>>
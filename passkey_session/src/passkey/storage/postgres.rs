use chrono::Utc;
use sqlx::{Pool, Postgres};

use crate::passkey::errors::PasskeyError;
use crate::passkey::types::{CredentialSearchField, PasskeyCredential};
use crate::storage::DB_TABLE_PASSKEY_CREDENTIALS;

use super::credential_store::serialize_transports;

pub(super) async fn create_tables_postgres(pool: &Pool<Postgres>) -> Result<(), PasskeyError> {
    let table = DB_TABLE_PASSKEY_CREDENTIALS.as_str();

    sqlx::query(&format!(
        r#"
        CREATE TABLE IF NOT EXISTS {table} (
            id TEXT PRIMARY KEY NOT NULL,
            credential_id TEXT NOT NULL UNIQUE,
            user_id TEXT NOT NULL,
            public_key TEXT NOT NULL,
            counter BIGINT NOT NULL DEFAULT 0,
            credential_device_type TEXT NOT NULL,
            credential_backed_up BOOLEAN NOT NULL DEFAULT FALSE,
            device_name TEXT NOT NULL DEFAULT '',
            transports TEXT NOT NULL DEFAULT '[]',
            created_at TIMESTAMPTZ NOT NULL,
            last_used_at TIMESTAMPTZ NOT NULL
        )
        "#
    ))
    .execute(pool)
    .await
    .map_err(|e| PasskeyError::Storage(e.to_string()))?;

    sqlx::query(&format!(
        "CREATE INDEX IF NOT EXISTS idx_{}_user_id ON {}(user_id)",
        table.replace('.', "_"),
        table
    ))
    .execute(pool)
    .await
    .map_err(|e| PasskeyError::Storage(e.to_string()))?;

    Ok(())
}

pub(super) async fn store_credential_postgres(
    pool: &Pool<Postgres>,
    credential: &PasskeyCredential,
    allow_overwrite: bool,
) -> Result<(), PasskeyError> {
    let table = DB_TABLE_PASSKEY_CREDENTIALS.as_str();
    let conflict_clause = if allow_overwrite {
        r#"
        ON CONFLICT (credential_id) DO UPDATE SET
            user_id = EXCLUDED.user_id,
            public_key = EXCLUDED.public_key,
            counter = EXCLUDED.counter,
            credential_device_type = EXCLUDED.credential_device_type,
            credential_backed_up = EXCLUDED.credential_backed_up,
            device_name = EXCLUDED.device_name,
            transports = EXCLUDED.transports,
            last_used_at = EXCLUDED.last_used_at
        "#
    } else {
        ""
    };

    let result = sqlx::query(&format!(
        r#"
        INSERT INTO {table}
        (id, credential_id, user_id, public_key, counter, credential_device_type,
         credential_backed_up, device_name, transports, created_at, last_used_at)
        VALUES ($1, $2, $3, $4, $5, $6, $7, $8, $9, $10, $11)
        {conflict_clause}
        "#
    ))
    .bind(&credential.id)
    .bind(&credential.credential_id)
    .bind(&credential.user_id)
    .bind(&credential.public_key)
    .bind(credential.counter as i64)
    .bind(&credential.credential_device_type)
    .bind(credential.credential_backed_up)
    .bind(&credential.device_name)
    .bind(serialize_transports(credential))
    .bind(credential.created_at)
    .bind(credential.last_used_at)
    .execute(pool)
    .await;

    match result {
        Ok(_) => Ok(()),
        Err(e) if is_unique_violation(&e) => Err(PasskeyError::Conflict(
            "Credential id already registered".to_string(),
        )),
        Err(e) => Err(PasskeyError::Storage(e.to_string())),
    }
}

pub(super) async fn get_credentials_by_field_postgres(
    pool: &Pool<Postgres>,
    field: &CredentialSearchField,
) -> Result<Vec<PasskeyCredential>, PasskeyError> {
    let table = DB_TABLE_PASSKEY_CREDENTIALS.as_str();
    let (column, value) = match field {
        CredentialSearchField::Id(id) => ("id", id.as_str()),
        CredentialSearchField::CredentialId(credential_id) => {
            ("credential_id", credential_id.as_str())
        }
        CredentialSearchField::UserId(user_id) => ("user_id", user_id.as_str()),
    };

    sqlx::query_as::<_, PasskeyCredential>(&format!(
        "SELECT * FROM {table} WHERE {column} = $1 ORDER BY created_at DESC"
    ))
    .bind(value)
    .fetch_all(pool)
    .await
    .map_err(|e| PasskeyError::Storage(e.to_string()))
}

pub(super) async fn update_counter_postgres(
    pool: &Pool<Postgres>,
    credential_id: &str,
    expected: u32,
    new: u32,
) -> Result<(), PasskeyError> {
    let table = DB_TABLE_PASSKEY_CREDENTIALS.as_str();

    let result = sqlx::query(&format!(
        "UPDATE {table} SET counter = $1, last_used_at = $2 WHERE credential_id = $3 AND counter = $4"
    ))
    .bind(new as i64)
    .bind(Utc::now())
    .bind(credential_id)
    .bind(expected as i64)
    .execute(pool)
    .await
    .map_err(|e| PasskeyError::Storage(e.to_string()))?;

    if result.rows_affected() == 0 {
        return Err(PasskeyError::CounterRegression {
            stored: expected,
            received: new,
        });
    }

    Ok(())
}

pub(super) async fn delete_credential_postgres(
    pool: &Pool<Postgres>,
    id: &str,
) -> Result<(), PasskeyError> {
    let table = DB_TABLE_PASSKEY_CREDENTIALS.as_str();

    sqlx::query(&format!("DELETE FROM {table} WHERE id = $1"))
        .bind(id)
        .execute(pool)
        .await
        .map_err(|e| PasskeyError::Storage(e.to_string()))?;

    Ok(())
}

fn is_unique_violation(e: &sqlx::Error) -> bool {
    e.as_database_error()
        .is_some_and(|db_err| db_err.is_unique_violation())
}
use chrono::{DateTime, Utc};
use serde::{Deserialize, Serialize};

use super::errors::PasskeyError;
use crate::storage::CacheData;

/// The two ceremony kinds. A challenge issued for one kind is never
/// accepted by the other: each kind maps to its own cache collection.
#[derive(Clone, Copy, Debug, PartialEq, Eq, Serialize, Deserialize)]
#[serde(rename_all = "lowercase")]
pub enum ChallengeKind {
    Registration,
    Authentication,
}

impl ChallengeKind {
    pub(super) fn cache_prefix(&self) -> &'static str {
        match self {
            ChallengeKind::Registration => "registration_challenge",
            ChallengeKind::Authentication => "authentication_challenge",
        }
    }
}

/// A short-lived challenge persisted for the duration of one ceremony,
/// keyed by a uniformly generated ceremony id.
#[derive(Clone, Serialize, Deserialize, Debug)]
pub(super) struct StoredChallenge {
    pub(super) challenge: String,
    pub(super) kind: ChallengeKind,
    /// Owning user for registration ceremonies; None for authentication,
    /// where the user is only known after credential lookup.
    pub(super) user_id: Option<String>,
    /// Unix seconds at issuance
    pub(super) created_at: u64,
    pub(super) ttl: u64,
}

impl From<StoredChallenge> for CacheData {
    fn from(data: StoredChallenge) -> Self {
        Self {
            value: serde_json::to_string(&data).expect("Failed to serialize StoredChallenge"),
        }
    }
}

impl TryFrom<CacheData> for StoredChallenge {
    type Error = PasskeyError;

    fn try_from(data: CacheData) -> Result<Self, Self::Error> {
        serde_json::from_str(&data.value).map_err(|e| PasskeyError::Storage(e.to_string()))
    }
}

/// Stored credential record for a WebAuthn/Passkey.
///
/// Holds everything needed to verify later assertions against this
/// credential: the public key, the credential id, and the signature
/// counter, plus device metadata surfaced in credential listings.
#[derive(Clone, Serialize, Deserialize, Debug)]
pub struct PasskeyCredential {
    /// Surrogate record id; the only identifier exposed to clients
    pub id: String,
    /// base64url credential id as reported by the authenticator
    pub credential_id: String,
    /// Owning user; immutable after creation
    pub user_id: String,
    /// base64url SEC1 uncompressed P-256 public key
    pub public_key: String,
    /// Signature counter; monotonic, never decreasing
    pub counter: u32,
    /// "singleDevice" or "multiDevice" (backup-eligibility flag)
    pub credential_device_type: String,
    /// Whether the credential is currently backed up (backup-state flag)
    pub credential_backed_up: bool,
    /// Human-readable label for credential management UIs
    pub device_name: String,
    /// Transports reported by the client (e.g. "internal", "usb")
    pub transports: Vec<String>,
    pub created_at: DateTime<Utc>,
    pub last_used_at: DateTime<Utc>,
}

/// Listing view of a credential with key material and the raw credential
/// id stripped. This is the only shape the credential-management API
/// returns.
#[derive(Clone, Serialize, Deserialize, Debug)]
#[serde(rename_all = "camelCase")]
pub struct PasskeyInfo {
    pub id: String,
    pub device_name: String,
    pub credential_device_type: String,
    pub credential_backed_up: bool,
    pub created_at: DateTime<Utc>,
    pub last_used_at: DateTime<Utc>,
}

impl From<PasskeyCredential> for PasskeyInfo {
    fn from(credential: PasskeyCredential) -> Self {
        Self {
            id: credential.id,
            device_name: credential.device_name,
            credential_device_type: credential.credential_device_type,
            credential_backed_up: credential.credential_backed_up,
            created_at: credential.created_at,
            last_used_at: credential.last_used_at,
        }
    }
}

/// Search field options for credential lookup.
#[derive(Debug)]
pub enum CredentialSearchField {
    /// Search by the surrogate record id
    Id(String),
    /// Search by the authenticator-reported credential id
    CredentialId(String),
    /// Search by owning user id
    UserId(String),
}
<<
> _Task_: What belongs in the answer is each line of the data that has the word "async".

> _Exercise output_:
pub(super) async fn create_tables_postgres(pool: &Pool<Postgres>) -> Result<(), PasskeyError> {
pub(super) async fn store_credential_postgres(
pub(super) async fn get_credentials_by_field_postgres(
pub(super) async fn update_counter_postgres(
pub(super) async fn delete_credential_postgres(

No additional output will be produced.